Learner corpora and contrastive interlanguage analysis Hilde Hasselgård and Stig Johansson1 This paper gives a glimpse of pre-corpus interlanguage studies, focusing on some Scandinavian research projects, before moving on to the development of computerized learner corpora and computer-aided interlanguage analysis with special reference to the International Corpus of Learner English (ICLE) project. Contrastive interlanguage analysis (CIA) is defined and discussed, followed by a presentation of the so-called Integrated Contrastive Model (ICM). The two models of analysis are illustrated by means of three case studies; two using CIA to study the use of quite and I would say across four learner groups in ICLE and one using the ICM to analyse seem in the interlanguage of Norwegian learners. Towards the end, some challenges for interlanguage research are discussed.

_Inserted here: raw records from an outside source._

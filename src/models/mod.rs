pub mod answer_source;
pub mod exam_report;
pub mod exam_result;
pub mod exam_session;
pub mod feedback;
pub mod module_attempt;
pub mod module_kind;
pub mod staged_answer;
use crate::models::answer_source::SourceKind;
use std::cmp::Ordering;

/// Quality of one source. Greater is better; the order is total, with the fixed source
/// priority as the final tie-break.
#[derive(Debug, Clone, Copy, PartialEq, Eq)]
pub struct SourceScore {
    pub meaningful: usize,
    pub coverage: usize,
    pub total: usize,
    pub kind: SourceKind,
}

impl SourceScore {
    /// `meaningful / total` compared without floating point.
    fn cmp_ratio(&self, other: &Self) -> Ordering {
        let lhs = self.meaningful as u128 * other.total.max(1) as u128;
        let rhs = other.meaningful as u128 * self.total.max(1) as u128;
        lhs.cmp(&rhs)
    }

    pub fn ratio(&self) -> f64 {
        if self.total == 0 {
            0.0
        } else {
            self.meaningful as f64 / self.total as f64
        }
    }
}

impl Ord for SourceScore {
    fn cmp(&self, other: &Self) -> Ordering {
        self.meaningful
            .cmp(&other.meaningful)
            .then_with(|| self.coverage.cmp(&other.coverage))
            .then_with(|| self.cmp_ratio(other))
            .then_with(|| self.total.cmp(&other.total))
            .then_with(|| self.kind.priority().cmp(&other.kind.priority()))
    }
}

impl PartialOrd for SourceScore {
    fn partial_cmp(&self, other: &Self) -> Option<Ordering> {
        Some(self.cmp(other))
    }
}
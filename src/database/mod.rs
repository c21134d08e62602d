pub mod pool;
pub mod store;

1. Introduction Learning a foreign language is a slow and, for most people, difficult process which rarely leads to full mastery. Even advanced language learners make mistakes and normally have a limited repertoire compared with native speakers of the target language. Problems may be linked to features of the target language, the learner’s first language or to the learning process itself. Revealing features of learner language, or interlanguage, has become an important means of surveying both obvious and more subtle differences between interlanguage and native speaker performance, and can potentially lead to improved language teaching as well as insights into the processes of language learning.
1. Stig Johansson sadly passed away before the article was finalized, but contributed substantially to the first submission of it and read and commented on a near-final version. The authors thank Bengt Altenberg for insightful comments on an early and a near-final version of this paper.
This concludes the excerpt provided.